[Provided data Boundary: Start]
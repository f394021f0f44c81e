//! # Session Authentication
//!
//! Every `/api` route except health runs behind [`auth_middleware`], which
//! accepts an HS256 session JWT from `Authorization: Bearer` or from the
//! session cookie and injects the [`CurrentUser`] for handlers.

use std::sync::Arc;

use axum::{
    extract::{FromRef, FromRequestParts, Request, State},
    http::{
        HeaderMap,
        header::{AUTHORIZATION, COOKIE},
        request::Parts,
    },
    middleware::Next,
    response::Response,
};
use chrono::{Duration, Utc};
use jsonwebtoken::{Algorithm, DecodingKey, EncodingKey, Header, Validation, decode, encode};
use serde::{Deserialize, Serialize};
use uuid::Uuid;

use crate::config::AppConfig;
use crate::error::{ApiError, AppError, AppResult, unauthorized};
use crate::server::AppState;

/// Lifetime of tokens minted by `seed-demo`
pub const DEFAULT_SESSION_TTL_DAYS: i64 = 7;

/// JWT claims carried by a session token
#[derive(Debug, Clone, Serialize, Deserialize, PartialEq, Eq)]
pub struct SessionClaims {
    /// User id
    pub sub: String,
    pub exp: i64,
    pub iat: i64,
}

/// The authenticated user of the current request
#[derive(Debug, Clone, Copy, PartialEq, Eq)]
pub struct CurrentUser(pub Uuid);

impl FromRef<AppState> for Arc<AppConfig> {
    fn from_ref(app_state: &AppState) -> Self {
        Arc::clone(&app_state.config)
    }
}

fn session_secret(config: &AppConfig) -> Option<&[u8]> {
    config.session_secret.as_deref().map(str::as_bytes)
}

/// Mint a session token for `user_id` valid for `ttl`.
pub fn issue_session_token(config: &AppConfig, user_id: Uuid, ttl: Duration) -> AppResult<String> {
    let secret = session_secret(config)
        .ok_or_else(|| AppError::integration("session secret is not configured"))?;
    let now = Utc::now();
    let claims = SessionClaims {
        sub: user_id.to_string(),
        iat: now.timestamp(),
        exp: (now + ttl).timestamp(),
    };
    encode(
        &Header::new(Algorithm::HS256),
        &claims,
        &EncodingKey::from_secret(secret),
    )
    .map_err(AppError::integration)
}

/// Verify signature and expiry, returning the user id in `sub`.
pub fn verify_session_token(config: &AppConfig, token: &str) -> Option<Uuid> {
    let secret = session_secret(config)?;
    let mut validation = Validation::new(Algorithm::HS256);
    validation.leeway = 0;

    match decode::<SessionClaims>(token, &DecodingKey::from_secret(secret), &validation) {
        Ok(data) => data.claims.sub.parse().ok(),
        Err(error) => {
            tracing::debug!(error = %error, "Rejected session token");
            None
        }
    }
}

/// Bearer token first, then the named session cookie.
fn extract_session_token<'a>(headers: &'a HeaderMap, cookie_name: &str) -> Option<&'a str> {
    if let Some(bearer) = headers
        .get(AUTHORIZATION)
        .and_then(|value| value.to_str().ok())
        .and_then(|value| value.strip_prefix("Bearer "))
    {
        return Some(bearer.trim());
    }

    headers
        .get_all(COOKIE)
        .iter()
        .filter_map(|value| value.to_str().ok())
        .flat_map(|value| value.split(';'))
        .filter_map(|pair| pair.trim().split_once('='))
        .find(|(name, _)| *name == cookie_name)
        .map(|(_, value)| value)
}

/// Authenticates the request and injects [`CurrentUser`]
pub async fn auth_middleware(
    State(config): State<Arc<AppConfig>>,
    mut request: Request,
    next: Next,
) -> Result<Response, ApiError> {
    let user_id = extract_session_token(request.headers(), &config.session_cookie_name)
        .and_then(|token| verify_session_token(&config, token))
        .ok_or_else(|| unauthorized(None))?;

    tracing::debug!(%user_id, "Authenticated session");
    request.extensions_mut().insert(CurrentUser(user_id));
    Ok(next.run(request).await)
}

impl<S> FromRequestParts<S> for CurrentUser
where
    S: Send + Sync,
{
    type Rejection = ApiError;

    async fn from_request_parts(parts: &mut Parts, _state: &S) -> Result<Self, Self::Rejection> {
        parts
            .extensions
            .get::<CurrentUser>()
            .copied()
            .ok_or_else(|| unauthorized(None))
    }
}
[Provided data Boundary: End]
Scan the listing and copy every line where the string "trim" shows up.

Your solution:
        return Some(bearer.trim());
        .filter_map(|pair| pair.trim().split_once('='))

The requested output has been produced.